In definitiva e come parziale conclusione: si tratta di “riaprire” il contenzioso che concerne il “dispositivo psichiatrico” che,  strutturatosi come “specificità della medicina mentale”,  costituisce un campo di forze attorno al quale si può dire che si è raccolto l’essenziale, ovvero:
– l’asse del potere
– l’asse della verità
– l’asse della soggettivazione

Tre aree problematiche che condensano tutta la complessità  della disciplina psichiatrica e, soprattutto, richiamano ciò che ho evocato all’inizio: la reale sostanza problematica della questione il cui nucleo centrale è se essa esiste come branca della medicina, o invece, nel momento in cui assume come oggetto della sua osservazione e del suo intervento aspetti sempre più lontani dalla medicina, essa cessi di esistere come specialità medica e incominci a esistere come qualcosa d’altro, di indefinito e necessariamente da definire.
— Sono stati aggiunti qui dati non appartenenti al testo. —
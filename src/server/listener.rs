use std::time::Duration;

use tokio::net::TcpListener;
use tokio::sync::watch;
use tokio::task::JoinSet;
use tracing::{error, info, warn};

use super::session::{Session, SessionContext};

/// How long in-flight sessions get to finish once the server stops.
const DRAIN_TIMEOUT: Duration = Duration::from_secs(5);

/// Accepts connections until `shutdown` flips (or its sender is dropped),
/// one task per socket. Accept errors are logged and skipped.
pub async fn run(listener: TcpListener, context: SessionContext, mut shutdown: watch::Receiver<bool>) {
    let mut sessions = JoinSet::new();

    loop {
        tokio::select! {
            accepted = listener.accept() => {
                let (socket, peer) = match accepted {
                    Ok(pair) => pair,
                    Err(e) => {
                        warn!(error = %e, "accept failed");
                        continue;
                    }
                };
                info!("Accepted connection from {}", peer);

                let context = context.clone();
                let shutdown = shutdown.clone();
                sessions.spawn(async move {
                    let mut session = Session::new(socket, peer, context, shutdown);
                    if let Err(e) = session.run().await {
                        error!("Connection error from {}: {}", peer, e);
                    }
                });
            }

            _ = shutdown.changed() => break,

            Some(joined) = sessions.join_next(), if !sessions.is_empty() => {
                if let Err(e) = joined {
                    error!(error = %e, "session task failed");
                }
            }
        }
    }

    drop(listener);
    info!(open = sessions.len(), "listener closed, draining sessions");

    let drained = tokio::time::timeout(DRAIN_TIMEOUT, async {
        while sessions.join_next().await.is_some() {}
    })
    .await;

    if drained.is_err() {
        warn!(open = sessions.len(), "aborting sessions still open after drain timeout");
        sessions.shutdown().await;
    }
}
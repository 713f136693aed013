use std::collections::{HashMap, HashSet};
use std::net::{IpAddr, SocketAddr};
use std::sync::Arc;

use parking_lot::Mutex;
use tokio::net::TcpListener;
use tokio::sync::watch;
use tokio::task::JoinHandle;
use tracing::{error, info};

use super::listener;
use super::session::SessionContext;
use crate::config::{Config, DEFAULT_MAX_REQUEST_BYTES};
use crate::error::ConfigError;
use crate::extension::{ConnectionExtension, Extension, ExtensionMap, FunctionExtension, Lifecycle};
use crate::routing::{Handler, Route, RouteTable, Router, normalize_path};

/// Addresses held by running servers in this process.
static ACTIVE_BINDINGS: Mutex<Vec<SocketAddr>> = Mutex::new(Vec::new());

/// Holds an address in [`ACTIVE_BINDINGS`] until dropped.
#[derive(Debug)]
struct Binding(SocketAddr);

impl Binding {
    fn claim(addr: SocketAddr) -> Result<Self, ConfigError> {
        let mut active = ACTIVE_BINDINGS.lock();
        if active.contains(&addr) {
            return Err(ConfigError::DuplicateBinding(addr));
        }
        active.push(addr);
        Ok(Self(addr))
    }
}

impl Drop for Binding {
    fn drop(&mut self) {
        ACTIVE_BINDINGS.lock().retain(|a| *a != self.0);
    }
}

/// Server configuration before it runs: address, routes, extensions and
/// the fallback for unmatched paths.
///
/// ```ignore
/// let server = ServerTemplate::new("127.0.0.1", 8000)
///     .route(Route::servable("/", h1("title").text("Whoa!")))
///     .extension("logger", Extension::connection(Logger::new("logs/log.txt")?))
///     .fallback(Handler::servable(p("missing").text("nothing here")))
///     .start()
///     .await?;
/// ```
#[derive(Debug)]
pub struct ServerTemplate {
    ip: String,
    port: u16,
    routes: HashMap<String, Route>,
    extensions: Vec<(String, Extension)>,
    fallback: Option<Handler>,
    max_request_bytes: usize,
}

impl ServerTemplate {
    pub fn new(ip: impl Into<String>, port: u16) -> Self {
        Self {
            ip: ip.into(),
            port,
            routes: HashMap::new(),
            extensions: Vec::new(),
            fallback: None,
            max_request_bytes: DEFAULT_MAX_REQUEST_BYTES,
        }
    }

    pub fn from_config(cfg: &Config) -> Result<Self, ConfigError> {
        let (ip, port) = cfg.socket_addr()?;
        Ok(Self::new(ip.to_string(), port).max_request_bytes(cfg.max_request_bytes))
    }

    pub fn route(mut self, route: Route) -> Self {
        self.add(route);
        self
    }

    /// Adds a route, replacing any route already at that path.
    pub fn add(&mut self, route: Route) {
        self.routes.insert(route.path.clone(), route);
    }

    pub fn remove(&mut self, path: &str) -> Option<Route> {
        self.routes.remove(&normalize_path(path))
    }

    /// Registers an extension. Keys must be unique across all kinds; a
    /// repeat is reported by [`ServerTemplate::start`].
    pub fn extension(mut self, key: impl Into<String>, extension: Extension) -> Self {
        self.extensions.push((key.into(), extension));
        self
    }

    /// Handler for paths with no route. Runs with the status preset to 404.
    pub fn fallback(mut self, handler: Handler) -> Self {
        self.fallback = Some(handler);
        self
    }

    pub fn max_request_bytes(mut self, limit: usize) -> Self {
        self.max_request_bytes = limit;
        self
    }

    /// Validates the configuration, runs routing extensions, binds and
    /// starts accepting. Function extensions get [`Lifecycle::Start`] once
    /// the socket is bound and before any connection is accepted.
    pub async fn start(self) -> Result<ServerHandle, ConfigError> {
        let fallback = self.fallback.ok_or(ConfigError::MissingFallback)?;

        let mut seen = HashSet::new();
        for (key, _) in &self.extensions {
            if !seen.insert(key.as_str()) {
                return Err(ConfigError::DuplicateExtension(key.clone()));
            }
        }

        let ip: IpAddr = self
            .ip
            .parse()
            .map_err(|_| ConfigError::InvalidAddress(self.ip.clone()))?;
        let requested = SocketAddr::new(ip, self.port);
        let reserved = if self.port == 0 {
            None
        } else {
            Some(Binding::claim(requested)?)
        };

        let routes = RouteTable::from_routes(self.routes.into_values());
        let mut connection_exts: HashMap<String, Arc<dyn ConnectionExtension>> = HashMap::new();
        let mut functions = Vec::new();

        for (key, extension) in self.extensions {
            match extension {
                Extension::Connection(ext) => {
                    connection_exts.insert(key, ext);
                }
                Extension::Routing(ext) => {
                    ext.route(&routes)
                        .map_err(|source| ConfigError::Routing { key, source })?;
                }
                Extension::Function(f) => functions.push(f),
            }
        }

        let listener = TcpListener::bind(requested)
            .await
            .map_err(|source| ConfigError::Bind {
                addr: requested,
                source,
            })?;
        let addr = listener.local_addr().map_err(|source| ConfigError::Bind {
            addr: requested,
            source,
        })?;
        let binding = match reserved {
            Some(binding) => binding,
            None => Binding::claim(addr)?,
        };

        let context = SessionContext {
            router: Arc::new(Router::new(routes.clone(), fallback)),
            extensions: ExtensionMap::new(connection_exts),
            max_request_bytes: self.max_request_bytes,
        };

        // Start hooks finish before the first accept; early clients wait in
        // the backlog.
        for f in &functions {
            f.call(Lifecycle::Start(addr));
        }

        let (shutdown_tx, shutdown_rx) = watch::channel(false);
        let task = tokio::spawn(listener::run(listener, context, shutdown_rx));
        info!("Listening on {}", addr);

        Ok(ServerHandle {
            addr,
            routes,
            functions,
            shutdown: shutdown_tx,
            task,
            _binding: binding,
        })
    }
}

/// A running server. Dropping it without [`ServerHandle::stop`] also shuts
/// the listener down, but skips the stop hooks.
#[derive(Debug)]
pub struct ServerHandle {
    addr: SocketAddr,
    routes: RouteTable,
    functions: Vec<FunctionExtension>,
    shutdown: watch::Sender<bool>,
    task: JoinHandle<()>,
    _binding: Binding,
}

impl ServerHandle {
    pub fn local_addr(&self) -> SocketAddr {
        self.addr
    }

    /// The live route table. Changes apply to the next request.
    pub fn routes(&self) -> &RouteTable {
        &self.routes
    }

    /// Stops accepting, waits for open sessions to drain, runs the
    /// [`Lifecycle::Stop`] hooks and frees the address.
    pub async fn stop(self) {
        let ServerHandle {
            addr,
            functions,
            shutdown,
            task,
            _binding,
            ..
        } = self;

        let _ = shutdown.send(true);
        if let Err(e) = task.await {
            error!(error = %e, "listener task failed");
        }

        for f in &functions {
            f.call(Lifecycle::Stop(addr));
        }
        info!("Stopped server on {}", addr);
        drop(_binding);
    }
}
È solo in tal modo che , forse, si potrà dischiudere un’autentico senso a quella nebulosa concettuale che oggi, invece, costituisce il riferimento alla “salute mentale”.

“Psichiatria”, ovvero “salute mentale”, sarà quindi ciò che risulterà da un lavoro critico su quella che ancora oggi costituisce una massa opaca e ambigua di fatti cui manca un’adeguata opera di differenziazione e di risignificazione.

“Psichiatria”, ovvero “salute mentale”  sarà  anche l’imminente pubblicazione degli atti del convegno del dicembre scorso e  la pubblicazione di un libro che ne raccoglierà l’elaborazione,  coerentemente con l’esortazione spinoziana secondo cui “l’ignoranza non è un argomento”.